(Host) Advances in science and technology have allowed doctors to keep many people alive longer. But patients can feel anonymous and helpless in the maze of big medicine and managed care.
A Southwestern Vermont group is trying to bridge the divide between patients and medical practitioners, most recently with a new video.
VPR’s Susan Keese has more.
(Keese) The video is called Voices from the Lived World of Illness. In it, four Vermonters diagnosed with incurable cancer talk about what it’s like to be suddenly in the hands of medical professionals.
They talk about the loss of identity and independence a serious diagnosis often brings. They talk about the ways their doctors can help them, even when they can’t save them.
(Man) “I have communications problems – like metastatic.

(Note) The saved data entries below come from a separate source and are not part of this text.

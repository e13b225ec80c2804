/// One located occurrence. `start` and `end` are byte offsets into the line,
/// `end` exclusive.
#[derive(Debug, Clone, Copy, PartialEq, Eq)]
pub struct SearchMatch {
    pub line: usize,
    pub start: usize,
    pub end: usize,
}

impl SearchMatch {
    pub fn new(line: usize, start: usize, end: usize) -> Self {
        Self { line, start, end }
    }

    pub fn contains(&self, line: usize, offset: usize) -> bool {
        self.line == line && offset >= self.start && offset < self.end
    }

    pub fn len(&self) -> usize {
        self.end - self.start
    }

    pub fn is_empty(&self) -> bool {
        self.start >= self.end
    }
}

/// Position of the active match, as returned by navigation.
#[derive(Debug, Clone, Copy, PartialEq, Eq)]
pub struct MatchCursor {
    pub index: usize,
    pub total: usize,
    pub record: SearchMatch,
}

/// Matches in document order plus the active one.
///
/// `spans` mirrors `matches` so a line's highlight ranges can be handed out
/// as a slice without another allocation per frame.
#[derive(Debug, Clone, Default)]
pub struct SearchResults {
    matches: Vec<SearchMatch>,
    spans: Vec<(usize, usize)>,
    current_index: Option<usize>,
}

impl SearchResults {
    pub fn new() -> Self {
        Self::default()
    }

    /// Builds results from matches already in (line, start) order. The first
    /// match becomes current.
    pub fn from_matches(matches: Vec<SearchMatch>) -> Self {
        let spans = matches.iter().map(|m| (m.start, m.end)).collect();
        let current_index = (!matches.is_empty()).then_some(0);
        Self {
            matches,
            spans,
            current_index,
        }
    }

    pub fn count(&self) -> usize {
        self.matches.len()
    }

    pub fn is_empty(&self) -> bool {
        self.matches.is_empty()
    }

    pub fn matches(&self) -> &[SearchMatch] {
        &self.matches
    }

    pub fn current_index(&self) -> Option<usize> {
        self.current_index
    }

    pub fn current(&self) -> Option<MatchCursor> {
        self.cursor_at(self.current_index?)
    }

    /// 1-based position and total, for "3 of 12" style labels.
    pub fn position(&self) -> Option<(usize, usize)> {
        self.current_index.map(|i| (i + 1, self.count()))
    }

    /// Advances to the next match, wrapping from the last to the first.
    pub fn next(&mut self) -> Option<MatchCursor> {
        let total = self.count();
        if total == 0 {
            return None;
        }
        self.jump_to(self.current_index.map_or(0, |i| (i + 1) % total))
    }

    /// Steps back one match, wrapping from the first to the last.
    pub fn previous(&mut self) -> Option<MatchCursor> {
        let total = self.count();
        if total == 0 {
            return None;
        }
        self.jump_to(self.current_index.map_or(total - 1, |i| (i + total - 1) % total))
    }

    pub fn jump_to(&mut self, index: usize) -> Option<MatchCursor> {
        let cursor = self.cursor_at(index)?;
        self.current_index = Some(index);
        Some(cursor)
    }

    /// Selects the first match on or after `target_line`, wrapping to the
    /// first match when none follows.
    pub fn jump_to_nearest(&mut self, target_line: usize) -> Option<MatchCursor> {
        if self.is_empty() {
            return None;
        }
        let index = self.first_on_or_after(target_line);
        self.jump_to(if index < self.count() { index } else { 0 })
    }

    /// Byte ranges of every match on `line`, left to right.
    pub fn ranges_for_line(&self, line: usize) -> &[(usize, usize)] {
        &self.spans[self.first_on_or_after(line)..self.first_on_or_after(line + 1)]
    }

    /// Matches on lines `min_line..=max_line`.
    pub fn matches_in_range(&self, min_line: usize, max_line: usize) -> &[SearchMatch] {
        if min_line > max_line {
            return &[];
        }
        &self.matches[self.first_on_or_after(min_line)..self.first_on_or_after(max_line + 1)]
    }

    fn first_on_or_after(&self, line: usize) -> usize {
        self.matches.partition_point(|m| m.line < line)
    }

    fn cursor_at(&self, index: usize) -> Option<MatchCursor> {
        self.matches.get(index).map(|record| MatchCursor {
            index,
            total: self.count(),
            record: *record,
        })
    }
}

#[cfg(test)]
mod tests {
    use super::*;

    fn three_matches() -> SearchResults {
        SearchResults::from_matches(vec![
            SearchMatch::new(0, 0, 5),
            SearchMatch::new(1, 10, 15),
            SearchMatch::new(2, 5, 10),
        ])
    }

    #[test]
    fn test_search_match_contains() {
        let m = SearchMatch::new(5, 10, 15);
        assert!(m.contains(5, 10));
        assert!(m.contains(5, 14));
        assert!(!m.contains(5, 15));
        assert!(!m.contains(5, 9));
        assert!(!m.contains(4, 12));
    }

    #[test]
    fn test_empty_results() {
        let mut results = SearchResults::new();
        assert!(results.is_empty());
        assert_eq!(results.count(), 0);
        assert!(results.current().is_none());
        assert!(results.position().is_none());
        assert!(results.next().is_none());
        assert!(results.previous().is_none());
        assert!(results.current_index().is_none());
    }

    #[test]
    fn test_navigation_wraps_both_ways() {
        let mut results = three_matches();

        assert_eq!(results.position(), Some((1, 3)));
        assert_eq!(results.current().unwrap().record.line, 0);

        assert_eq!(results.next().unwrap().index, 1);
        assert_eq!(results.next().unwrap().index, 2);
        assert_eq!(results.next().unwrap().index, 0);

        let prev = results.previous().unwrap();
        assert_eq!(prev.index, 2);
        assert_eq!(prev.total, 3);
        assert_eq!(prev.record, SearchMatch::new(2, 5, 10));
    }

    #[test]
    fn test_next_cycles_back_after_count_steps() {
        for total in 1..6 {
            let matches = (0..total).map(|line| SearchMatch::new(line, 0, 1)).collect();
            let mut results = SearchResults::from_matches(matches);
            let mut last = None;
            for _ in 0..total {
                last = results.next();
            }
            assert_eq!(last.unwrap().index, 0);
        }
    }

    #[test]
    fn test_jump_to_nearest() {
        let mut results = SearchResults::from_matches(vec![
            SearchMatch::new(2, 0, 5),
            SearchMatch::new(5, 0, 5),
            SearchMatch::new(9, 0, 5),
        ]);

        assert_eq!(results.jump_to_nearest(3).unwrap().record.line, 5);
        assert_eq!(results.jump_to_nearest(9).unwrap().record.line, 9);
        assert_eq!(results.jump_to_nearest(100).unwrap().record.line, 2);
    }

    #[test]
    fn test_ranges_for_line() {
        let results = SearchResults::from_matches(vec![
            SearchMatch::new(1, 0, 2),
            SearchMatch::new(1, 4, 6),
            SearchMatch::new(3, 1, 2),
        ]);

        assert_eq!(results.ranges_for_line(1), &[(0, 2), (4, 6)]);
        assert!(results.ranges_for_line(2).is_empty());
        assert!(results.current().unwrap().record.contains(1, 1));
        assert_eq!(results.matches_in_range(2, 3).len(), 1);
    }
}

I don’t recall ever hearing that word before. But he was talking like it was common knowledge.”
(Woman) ” The problem I’ve had with oncologists, once you say ‘pancreatic cancer’ you can see it in their eyes. They think there’s nothing they can do for you.”
(Woman) “It’s not unreasonable to expect the doctor in your community, who’s going to be your treating doctor, to follow a lead. Because the world is smaller. And the internet is there. And so some patients are going to come with a lot of knowledge and they’re going to want their doctors to take that information seriously, or discount it for a good reason, and not just dismiss it.
(Keese) The last speaker was Pat Barr, a Bennington lawyer, wife mother and breast cancer advocate. Barr died of cancer in 2003. But before she did, she helped launch the Institute for Medical Humanism. It operates out of Bennington’s Southwestern Vermont Cancer Center.
(Bandman) “Our work at the Institute of Medical Humanism is really to improve communication between medical practitioners and patients.”
(Keese) Bernie Bandman is a psychologist. He’s worked extensively with people living with serious illness. He and his wife Celia Bandman co-founded the institute with Barr. They also co- created the video.
Celia Bandman is the cancer center’s medical humanist. Her background is not in medicine but in literature and ideas. Her job is to serve as a translator between the language of medicine and the reality of a patient’s world.
(Bandman) “I’ll never forget the experience when a patient told me, I don’t even know what my diagnosis is. Do you know?’ So I go to tell the doctor and he said, I’ve told her five times. But doctors will go in and explain something. But I’ve also observed that they’ll say it five times. And each time it’s a little bit louder, but the same exact words.”
(Keese) The Bandmans say it’s not that doctors don’t care.
(Bandman) “The fact of the matter is people go into medicine because they truly car. They’re empathetic. Doctors and nurses are experiencing their own grief at what they’re not able to do at this point.”
(Keese) For the last three years the Institute has also sponsored ‘conversation hours’ for doctors and nurses at the cancer center.
(Bandman) “There are ethical issues that come up – their own struggles in terms of delivering difficult or bad news to a patient. And we’re seeing this happen more and more, where the doctors are coming back and referring to the previous conversation hour and what we talked about and how that actually has come into how they practice medicine.”
Keese) The video is an attempt to take the patients’ view of the medical experience to a wider audience, including hospitals and community groups. It’s the first of four the institute has planned.
For Vermont Public radio, I’m Susan Keese.